Maximal Palindromes in MPC: Simple and Optimal
Abstract
In the classical longest palindromic substring (LPS) problem, we are given a string $S$ of length $n$, and the task is to output a longest palindromic substring in $S$. Gilbert, Hajiaghayi, Saleh, and Seddighin [SPAA 2023] showed how to solve the LPS problem in the Massively Parallel Computation (MPC) model in $\mathcal{O}(1)$ rounds using $\mathcal{\widetilde{O}}(n)$ total memory, with $\mathcal{\widetilde{O}}(n^{1-ε})$ memory per machine, for any $ε\in (0,0.5]$. We present a simple and optimal algorithm to solve the LPS problem in the MPC model in $\mathcal{O}(1)$ rounds.

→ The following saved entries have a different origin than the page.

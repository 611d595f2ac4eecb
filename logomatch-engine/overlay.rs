//! Visual overlay of a comparison: both images blended on one canvas with the
//! captured image's good-match keypoints circled, encoded as JPEG.

use image::codecs::jpeg::JpegEncoder;
use image::{ExtendedColorType, ImageEncoder, ImageResult, Rgb, RgbImage, RgbaImage};
use imageproc::drawing::draw_hollow_circle_mut;
use logomatch_core::Keypoint;

use crate::config::OverlayConfig;

const HIGHLIGHT: Rgb<u8> = Rgb([255, 0, 0]);

#[derive(Debug, Clone)]
pub struct OverlayRenderer {
    cfg: OverlayConfig,
}

impl OverlayRenderer {
    pub fn new(cfg: OverlayConfig) -> Self {
        Self { cfg }
    }

    /// Blend `reference` then `captured` onto a black canvas sized to fit both
    pub fn compose(&self, reference: &RgbaImage, captured: &RgbaImage, highlights: &[Keypoint]) -> RgbImage {
        let width = reference.width().max(captured.width());
        let height = reference.height().max(captured.height());
        let mut canvas = RgbImage::new(width, height);

        blend(&mut canvas, reference, self.cfg.alpha);
        blend(&mut canvas, captured, self.cfg.alpha);

        if self.cfg.draw_keypoints {
            for kp in highlights {
                let radius = (kp.size / 8.0).round().max(3.0) as i32;
                draw_hollow_circle_mut(&mut canvas, (kp.x.round() as i32, kp.y.round() as i32), radius, HIGHLIGHT);
            }
        }
        canvas
    }

    pub fn render(&self, reference: &RgbaImage, captured: &RgbaImage, highlights: &[Keypoint]) -> ImageResult<Vec<u8>> {
        let canvas = self.compose(reference, captured, highlights);
        let mut jpeg = Vec::new();
        JpegEncoder::new_with_quality(&mut jpeg, self.cfg.jpeg_quality).write_image(
            canvas.as_raw(),
            canvas.width(),
            canvas.height(),
            ExtendedColorType::Rgb8,
        )?;
        Ok(jpeg)
    }
}

/// Source-over with a global alpha, honouring the source's own alpha channel
fn blend(canvas: &mut RgbImage, src: &RgbaImage, alpha: f32) {
    for (x, y, px) in src.enumerate_pixels() {
        let a = alpha * px[3] as f32 / 255.0;
        let dst = canvas.get_pixel_mut(x, y);
        for c in 0..3 {
            dst[c] = (px[c] as f32 * a + dst[c] as f32 * (1.0 - a)).round() as u8;
        }
    }
}
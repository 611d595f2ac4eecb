//! Whole-image embedding comparison, an alternative to feature matching.
//!
//! Scores are cosine similarities of embedding vectors and are never mixed
//! with feature-match scores.

use std::sync::Arc;

use image::imageops::{self, FilterType};
use ndarray::{Array1, Array3};
use tokio::sync::OnceCell;
use tracing::debug;

use crate::error::EmbeddingError;

/// Backend producing one embedding vector per image
pub trait EmbeddingProvider: Send + Sync {
    fn name(&self) -> &str;

    /// Bring the backend up; called once before the first embedding
    fn initialize(&self) -> Result<(), EmbeddingError>;

    fn embed(&self, bytes: &[u8]) -> Result<Array1<f32>, EmbeddingError>;

    fn similarity(&self, a: &Array1<f32>, b: &Array1<f32>) -> Result<f64, EmbeddingError> {
        cosine_similarity(a, b)
    }
}

/// Cosine similarity in [-1, 1]; zero when either vector has no magnitude
pub fn cosine_similarity(a: &Array1<f32>, b: &Array1<f32>) -> Result<f64, EmbeddingError> {
    if a.len() != b.len() {
        return Err(EmbeddingError::ShapeMismatch {
            left: a.len(),
            right: b.len(),
        });
    }
    let a = a.mapv(f64::from);
    let b = b.mapv(f64::from);
    let norms = a.dot(&a).sqrt() * b.dot(&b).sqrt();
    if norms == 0.0 {
        return Ok(0.0);
    }
    Ok((a.dot(&b) / norms).clamp(-1.0, 1.0))
}

/// Embeds the raw pixels of the image resized to a fixed square
#[derive(Debug, Clone)]
pub struct PixelEmbedder {
    input_size: u32,
}

impl PixelEmbedder {
    pub fn new(input_size: u32) -> Self {
        Self { input_size }
    }

    /// `input_size x input_size x 3` tensor of the resized image
    pub fn tensor(&self, bytes: &[u8]) -> Result<Array3<f32>, EmbeddingError> {
        let rgb = image::load_from_memory(bytes)
            .map_err(|e| EmbeddingError::Decode(e.to_string()))?
            .to_rgb8();
        let n = self.input_size;
        let resized = imageops::resize(&rgb, n, n, FilterType::Nearest);
        let values = resized.into_raw().into_iter().map(f32::from).collect();
        Array3::from_shape_vec((n as usize, n as usize, 3), values).map_err(|e| EmbeddingError::Decode(e.to_string()))
    }
}

impl EmbeddingProvider for PixelEmbedder {
    fn name(&self) -> &str {
        "pixels"
    }

    fn initialize(&self) -> Result<(), EmbeddingError> {
        if self.input_size == 0 {
            return Err(EmbeddingError::Unavailable("input size must be non-zero".into()));
        }
        Ok(())
    }

    fn embed(&self, bytes: &[u8]) -> Result<Array1<f32>, EmbeddingError> {
        let tensor = self.tensor(bytes)?;
        Ok(Array1::from_iter(tensor.iter().copied()))
    }
}

/// Result of comparing two embeddings
#[derive(Debug, Clone, Copy, PartialEq)]
pub struct EmbeddingSimilarity {
    pub similarity: f64,
    /// `similarity` clamped to [0, 1]
    pub confidence: f64,
    pub is_match: bool,
}

/// Lazily initialized embedding backend plus its match threshold
pub struct EmbeddingComparator {
    provider: Arc<dyn EmbeddingProvider>,
    match_threshold: f64,
    ready: OnceCell<()>,
}

impl EmbeddingComparator {
    pub fn new(provider: Arc<dyn EmbeddingProvider>, match_threshold: f64) -> Self {
        Self {
            provider,
            match_threshold,
            ready: OnceCell::new(),
        }
    }

    /// Initialize the backend once; concurrent callers share the attempt and
    /// a failed attempt is retried by the next call.
    pub async fn ensure_ready(&self) -> Result<(), EmbeddingError> {
        self.ready
            .get_or_try_init(|| async {
                debug!(provider = self.provider.name(), "initializing embedding backend");
                self.provider.initialize()
            })
            .await
            .map(|_| ())
    }

    pub fn is_ready(&self) -> bool {
        self.ready.initialized()
    }

    pub fn evaluate(&self, similarity: f64) -> EmbeddingSimilarity {
        EmbeddingSimilarity {
            similarity,
            confidence: similarity.clamp(0.0, 1.0),
            is_match: similarity > self.match_threshold,
        }
    }

    pub async fn compare(&self, a: &[u8], b: &[u8]) -> Result<EmbeddingSimilarity, EmbeddingError> {
        self.ensure_ready().await?;
        let left = self.provider.embed(a)?;
        let right = self.provider.embed(b)?;
        let similarity = self.provider.similarity(&left, &right)?;
        Ok(self.evaluate(similarity))
    }
}

impl std::fmt::Debug for EmbeddingComparator {
    fn fmt(&self, f: &mut std::fmt::Formatter<'_>) -> std::fmt::Result {
        f.debug_struct("EmbeddingComparator")
            .field("provider", &self.provider.name())
            .field("match_threshold", &self.match_threshold)
            .field("ready", &self.is_ready())
            .finish()
    }
}
impl BusinessUnitRepo {
    /// Thêm business unit mới
    pub async fn insert(
        pool: &SqlitePool,
        company: Company,
        group_id: GroupId,
        label: &str,
    ) -> PersistenceResult<()> {
        sqlx::query("INSERT INTO business_units (group_id, company, label) VALUES (?, ?, ?)")
            .bind(group_id.get())
            .bind(company.as_str())
            .bind(label)
            .execute(pool)
            .await?;
        Ok(())
    }

    /// Resolve a label to its group id within a company
    pub async fn resolve(
        pool: &SqlitePool,
        company: Company,
        label: &str,
    ) -> PersistenceResult<Option<GroupId>> {
        let id = sqlx::query_scalar::<_, i64>(
            "SELECT group_id FROM business_units WHERE company = ? AND label = ?",
        )
        .bind(company.as_str())
        .bind(label)
        .fetch_optional(pool)
        .await?;
        Ok(id.map(GroupId))
    }

    /// Lấy tất cả business units của company
    pub async fn get_by_company(
        pool: &SqlitePool,
        company: Company,
    ) -> PersistenceResult<Vec<BusinessUnitRow>> {
        let rows = sqlx::query_as::<_, BusinessUnitRow>(
            "SELECT group_id, company, label FROM business_units WHERE company = ? ORDER BY label",
        )
        .bind(company.as_str())
        .fetch_all(pool)
        .await?;
        Ok(rows)
    }

    /// Labels of the units a class is mapped to, for classes that have a director
    pub async fn labels_for_class(
        pool: &SqlitePool,
        company: Company,
        class: &str,
    ) -> PersistenceResult<Vec<String>> {
        let labels = sqlx::query_scalar::<_, String>(
            r#"
            SELECT DISTINCT g.label
            FROM director_associations a
            JOIN bu_classes b ON a.class = b.class AND a.company = b.company
            JOIN business_units g ON b.group_id = g.group_id
            WHERE a.company = ? AND a.class = ? AND a.role = ?
            ORDER BY g.label
            "#,
        )
        .bind(company.as_str())
        .bind(class)
        .bind(DIRECTOR_ROLE)
        .fetch_all(pool)
        .await?;
        Ok(labels)
    }

    /// Label of the unit the class's director sits under
    pub async fn director_label_for_class(
        pool: &SqlitePool,
        company: Company,
        class: &str,
    ) -> PersistenceResult<Option<String>> {
        let label = sqlx::query_scalar::<_, String>(
            r#"
            SELECT g.label
            FROM director_associations a
            JOIN business_units g ON a.group_id = g.group_id
            WHERE a.company = ? AND a.class = ? AND a.role = ?
            ORDER BY a.id
            LIMIT 1
            "#,
        )
        .bind(company.as_str())
        .bind(class)
        .bind(DIRECTOR_ROLE)
        .fetch_optional(pool)
        .await?;
        Ok(label)
    }
}

// ============================================================================
// Class Repository
// ============================================================================

/// Repository cho bu_classes table (the BU-mapping table)
pub struct ClassRepo;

The total time and memory are $\mathcal{O}(n)$, with $\mathcal{O}(n^{1-ε})$ memory per machine, for any $ε\in (0,0.5]$. A key attribute of our algorithm is its ability to compute all maximal palindromes in the same complexities. Furthermore, our new insights allow us to bypass the constraint $ε\in (0,0.5]$ in the Adaptive MPC model. Our algorithms and the one proposed by Gilbert et al. for the LPS problem are randomized and succeed with high probability.